But the good news is that these ants require soil. And the vast majority of gulls out in the Isles of Shoals nest out on the bare rocks. So, really, the only nests that were being affected were those birds that were nesting around the buildings and in the vegetation, which is a relatively small fraction of the birds.
So, Luke published this study, as well, graduated with honors, and he translated his interest in science to a career in the science of cider-making and distilling and now works for Apple Country Spirits, his family's business, and produces Rootstock cider, which is available down at Wegmans. I highly recommend it.
OK, so, a bit of a break after the somewhat depressing news about chicks being eaten alive by ants. This is just a gratuitous shot of a great black-backed gull chick. And some beautiful gull eggs.
Another observation that students often make, after even just spending five minutes in a gull colony, is that the eggs come in a stunning array of colors and spotting and sizes. And there's a lot of diversity, there. And all the eggs in this nest were laid by the same female.
Sort of the typical egg coloration is the egg on top-- that dark olive background, with the brown speckling. But the females can lay eggs that are more bluish and greenish, with varying amounts of speckling, as well. So you can see in that, nest, there, has very few dark spots.
And then occasionally we get some really, really strange eggs. And these birds, they're not the best at recognizing their own eggs. They will incubate anything.
That was not a plant. We found a tennis ball in a gull nest.
DAVID BONTER: It did not hatch, no. So, these observations led Michelle Moglia, here, on a tree branch with Shailee, to try to understand why there's so much variation in coloration in gull eggs. Are darker eggs better camouflage, perhaps? Does egg color indicate something about the quality of the female or of the pair? Is egg color related in any way to the survival of the egg or the chick that comes from that egg?
And the first step is to quantify, in a defensive and repeatable manner, the color of each egg. And egg colors, all egg colors on the planet, are determined by two different pigments. One's called "biliverdin," and that's responsible for the blues and the greens in eggshells. The other is called "protoporphyrin," and that's responsible for the darker colors, the browns. And it's just different proportions of those pigments in the eggs that determine all egg colors.
And so Michelle wanted to quantify that, and we used a device called a "spectrophotometer" to quantify the amount of light reflecting off of the egg shell surface across the entire color spectrum. And Michelle and I spent way too much time, one season, in this little pop-up tent, out in the nesting colony, just measuring the color of hundreds and hundreds of eggs. And then Michele followed the fate of each of those eggs throughout the nesting season.
And this is what the output from the spectrophotometer looks like. This graph shows the coloration of three different eggs from the same clutch. So these three eggs were laid by the same female.
The horizontal axis, there, shows the wavelength. So that's the entire color spectrum, on the x-axis. And the vertical axis shows the amount of light being reflected back at each of those wavelengths.
So there are three eggs here. The egg 1 and 2, those lines are essentially overlapping. So, to our eyes, those eggs look identical. We wouldn't be able to say, this is darker than that egg.
But that blue line, there, you can see, is quite a bit higher than the other two. That means there's a lot more light reflecting back in a big section of that color spectrum on that egg. So that egg's brighter. That would be a much bluer, lighter egg, to our eyes.
And we can see in that box. That's what our visual system allows us to see. Right? So, the red, blue, green, that that whole spectrum.
Birds have another cone in their vision systems. They can actually see down to the UV portion of the spectrum. So that's what birds see. Right? So there's an awful lot going on.
If you look down in that UV portion of the spectrum, from about 325 up to 400, that's an area that we can't even begin to perceive. But there's obviously a lot going on there.

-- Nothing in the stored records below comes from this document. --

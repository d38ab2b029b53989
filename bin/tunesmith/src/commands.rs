//! Subcommand handlers.

use std::sync::Arc;

use anyhow::{Context, anyhow, bail};
use tracing::{info, warn};

use tunesmith_core::presets::{find_genre, genre_names};
use tunesmith_core::{
    EditStore, GenerationTask, HttpDownloadManager, HttpGenerationClient, SqliteStore,
    TaskLifecycleManager, TaskStatus,
};
use tunesmith_media::{
    CodecRunner, EditOutput, EditorConfig, FfmpegRunner, FfprobeProbe, MediaProbe,
    TimelineEditor, TransformExecutor, WaveformExtractor,
};
use tunesmith_types::seconds_to_ms;

use crate::cli::Commands;
use crate::config::Config;
use crate::shutdown_signal;

/// Jobs that may queue up behind a running transform.
const TRANSFORM_QUEUE: usize = 16;

pub(crate) async fn run(command: Commands, cfg: &Config) -> anyhow::Result<()> {
    match command {
        Commands::Submit {
            prompt,
            model,
            duration,
            wait,
            download,
        } => {
            let lifecycle = open_lifecycle(cfg).await?;
            let model = model.unwrap_or_else(|| cfg.default_model.clone());
            let task = lifecycle
                .submit(&prompt, &model, duration_ms(duration)?)
                .await?;
            print_task(&task);
            follow(&lifecycle, &task.task_id, wait, download).await
        }

        Commands::Continue {
            seed,
            description,
            model,
            duration,
            wait,
            download,
        } => {
            let lifecycle = open_lifecycle(cfg).await?;
            let model = model.unwrap_or_else(|| cfg.default_model.clone());
            let task = lifecycle
                .submit_continuation(&seed, description.as_deref(), &model, duration_ms(duration)?)
                .await?;
            print_task(&task);
            follow(&lifecycle, &task.task_id, wait, download).await
        }

        Commands::List { json } => {
            let lifecycle = open_lifecycle(cfg).await?;
            let tasks = lifecycle.list().await?;
            if json {
                println!("{}", serde_json::to_string_pretty(&tasks)?);
            } else if tasks.is_empty() {
                println!("no tasks");
            } else {
                tasks.iter().for_each(print_task);
            }
            Ok(())
        }

        Commands::Resume => {
            let lifecycle = open_lifecycle(cfg).await?;
            let report = lifecycle.reconcile().await?;
            info!(
                polls = report.resumed_polls.len(),
                downloads = report.resumed_downloads.len(),
                completed = report.completed_downloads.len(),
                failed = report.failed_downloads.len(),
                "startup reconciliation done"
            );
            wait_for_workers(&lifecycle).await;
            lifecycle.list().await?.iter().for_each(print_task);
            Ok(())
        }

        Commands::Download { task_id } => {
            let lifecycle = open_lifecycle(cfg).await?;
            lifecycle.reconcile().await?;
            lifecycle.download(&task_id).await?;
            wait_for_workers(&lifecycle).await;
            print_task(&lifecycle.get(&task_id).await?);
            Ok(())
        }

        Commands::Delete {
            task_id,
            title,
            delete_file,
        } => {
            let lifecycle = open_lifecycle(cfg).await?;
            let removed = match (task_id, title) {
                (Some(id), _) => lifecycle.delete(&id, delete_file).await?,
                (None, Some(title)) => lifecycle.delete_by_title(&title, delete_file).await?,
                (None, None) => bail!("give a task id or --title"),
            };
            if !removed {
                bail!("no such task");
            }
            println!("deleted");
            Ok(())
        }

        Commands::Resubmit { task_id, wait } => {
            let lifecycle = open_lifecycle(cfg).await?;
            let task = lifecycle.resubmit(&task_id).await?;
            print_task(&task);
            follow(&lifecycle, &task.task_id, wait, false).await
        }

        Commands::Presets { genre } => {
            match genre {
                Some(name) => {
                    let genre = find_genre(&name).ok_or_else(|| anyhow!("unknown genre {name:?}"))?;
                    for prompt in genre.prompts {
                        println!("{prompt}");
                    }
                }
                None => genre_names().for_each(|name| println!("{name}")),
            }
            Ok(())
        }

        Commands::Waveform { file } => {
            let runner = codec_runner(cfg);
            let extractor = WaveformExtractor::new(runner, &cfg.scratch_dir);
            let points = extractor.extract(&file).await;
            if points.is_empty() {
                bail!("could not decode {}", file.display());
            }
            println!("{}", sparkline(&points));
            Ok(())
        }

        Commands::Trim {
            file,
            start,
            end,
            name,
        } => {
            let (editor, store) = open_editor(cfg).await?;
            let output = editor.trim(&file, start, end, &name).await?;
            save_edit(&store, &name, &output).await
        }

        Commands::Volume {
            file,
            start,
            end,
            gain,
            name,
        } => {
            let (editor, store) = open_editor(cfg).await?;
            let output = editor.adjust_volume(&file, start, end, gain, &name).await?;
            save_edit(&store, &name, &output).await
        }

        Commands::Concat { files, name } => {
            let (editor, store) = open_editor(cfg).await?;
            editor.add_clips(files).await?;
            let output = editor.concatenate_timeline(&name).await?;
            save_edit(&store, &name, &output).await
        }

        Commands::Edits { delete } => {
            let store = open_store(cfg).await?;
            if let Some(id) = delete {
                if !store.delete_edit(id).await? {
                    bail!("no saved edit with id {id}");
                }
                println!("removed edit {id}");
                return Ok(());
            }
            for edit in store.list_edits().await? {
                println!(
                    "{:>4}  {:<14} {:>9}  {}  {}",
                    edit.id,
                    edit.operation,
                    tunesmith_types::format_seconds(edit.duration_ms),
                    edit.title,
                    edit.path.display()
                );
            }
            Ok(())
        }

        Commands::InstallCodec => {
            FfmpegRunner::ensure_installed()
                .await
                .context("failed to install ffmpeg")?;
            println!("ffmpeg ready");
            Ok(())
        }
    }
}

// ── wiring ───────────────────────────────────────────────────────────────────

async fn open_store(cfg: &Config) -> anyhow::Result<SqliteStore> {
    let store = SqliteStore::connect(&cfg.database_url)
        .await
        .with_context(|| format!("failed to open {}", cfg.database_url))?;
    info!(database_url = %cfg.database_url, "database ready");
    Ok(store)
}

async fn open_lifecycle(cfg: &Config) -> anyhow::Result<TaskLifecycleManager> {
    let store = Arc::new(open_store(cfg).await?);
    let service = Arc::new(HttpGenerationClient::new(cfg.client_config())?);
    let http = reqwest::Client::builder()
        .user_agent(concat!("tunesmith/", env!("CARGO_PKG_VERSION")))
        .build()?;
    let downloads = Arc::new(HttpDownloadManager::new(http, &cfg.download_dir));
    Ok(TaskLifecycleManager::new(
        store,
        service,
        downloads,
        cfg.lifecycle_config(),
    ))
}

fn codec_runner(cfg: &Config) -> Arc<dyn CodecRunner> {
    Arc::new(cfg.ffmpeg.clone().map(FfmpegRunner::new).unwrap_or_default())
}

async fn open_editor(cfg: &Config) -> anyhow::Result<(TimelineEditor, SqliteStore)> {
    let store = open_store(cfg).await?;
    let runner = codec_runner(cfg);
    let probe: Arc<dyn MediaProbe> =
        Arc::new(cfg.ffprobe.clone().map(FfprobeProbe::new).unwrap_or_default());
    let waveforms = WaveformExtractor::new(Arc::clone(&runner), &cfg.scratch_dir);
    let executor = TransformExecutor::start(runner, &cfg.scratch_dir, TRANSFORM_QUEUE);
    let editor = TimelineEditor::new(
        probe,
        waveforms,
        executor,
        EditorConfig {
            output_dir: cfg.output_dir.clone(),
            ..EditorConfig::default()
        },
    );
    Ok((editor, store))
}

// ── helpers ──────────────────────────────────────────────────────────────────

fn duration_ms(seconds: f64) -> anyhow::Result<u64> {
    seconds_to_ms(seconds)
        .filter(|ms| *ms > 0)
        .ok_or_else(|| anyhow!("duration must be a positive number of seconds, got {seconds}"))
}

/// Optionally wait for the task's poll worker, then download the result.
async fn follow(
    lifecycle: &TaskLifecycleManager,
    task_id: &str,
    wait: bool,
    download: bool,
) -> anyhow::Result<()> {
    if !(wait || download) {
        lifecycle.shutdown();
        return Ok(());
    }
    if !wait_for_workers(lifecycle).await {
        return Ok(());
    }
    let task = lifecycle.get(task_id).await?;
    if download && task.status == TaskStatus::Ready {
        lifecycle.download(task_id).await?;
        wait_for_workers(lifecycle).await;
        print_task(&lifecycle.get(task_id).await?);
    } else {
        print_task(&task);
    }
    Ok(())
}

/// Wait until every worker is done.  Returns `false` when interrupted; the
/// remaining work resumes on the next `resume`.
async fn wait_for_workers(lifecycle: &TaskLifecycleManager) -> bool {
    tokio::select! {
        _ = lifecycle.wait_idle() => true,
        _ = shutdown_signal() => {
            warn!("interrupted; unfinished tasks resume on the next start");
            lifecycle.shutdown();
            false
        }
    }
}

async fn save_edit(store: &SqliteStore, title: &str, output: &EditOutput) -> anyhow::Result<()> {
    let edit = store
        .record_edit(title, &output.path, output.duration_ms, output.operation.as_ref())
        .await?;
    println!("{} (edit #{})", output.path.display(), edit.id);
    Ok(())
}

fn print_task(task: &GenerationTask) {
    let location = match (&task.local_path, &task.remote_url) {
        (Some(path), _) => format!("  {}", path.display()),
        (None, Some(url)) => format!("  {url}"),
        (None, None) => String::new(),
    };
    println!("{:<36} {:<11} {}{}", task.task_id, task.status.as_ref(), task.title, location);
    if let Some(failure) = &task.failure {
        println!("{:<36} {:<11} {}: {}", "", "", failure.reason, failure.message);
    }
}

fn sparkline(points: &[f32]) -> String {
    const BARS: [char; 8] = ['▁', '▂', '▃', '▄', '▅', '▆', '▇', '█'];
    points
        .iter()
        .map(|p| BARS[((p.clamp(0.0, 1.0) * 7.0).round() as usize).min(7)])
        .collect()
}

#[cfg(test)]
mod tests {
    use super::*;

    #[test]
    fn sparkline_maps_peaks_to_bars() {
        assert_eq!(sparkline(&[0.0, 0.5, 1.0, 3.0]), "▁▅██");
    }

    #[test]
    fn durations_must_be_positive() {
        assert_eq!(duration_ms(12.5).unwrap(), 12_500);
        assert!(duration_ms(0.0).is_err());
        assert!(duration_ms(-3.0).is_err());
    }
}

There's a lot of information there. So these eggs are looking very different to the birds than they're looking to us.
And ultimately-- well, I just wanted to highlight this box, here, too. So you can see, right there, that's in the blue-green range. And there's a big difference between those lines, there. So that top line shows an egg that's a lot bluer and greener.
And what Michelle found was that the third egg to be laid by a female was much more likely to be that bright, pale egg. Females were therefore investing fewer resources. Those pigments are costly to produce, and the females have a limited amount of those pigments to put into the eggs, and so they were investing fewer resources in those third eggs.
Chicks from third eggs were less likely to survive, overall. But chicks from pale third eggs and dark third eggs sort of had equal lousy survival probabilities.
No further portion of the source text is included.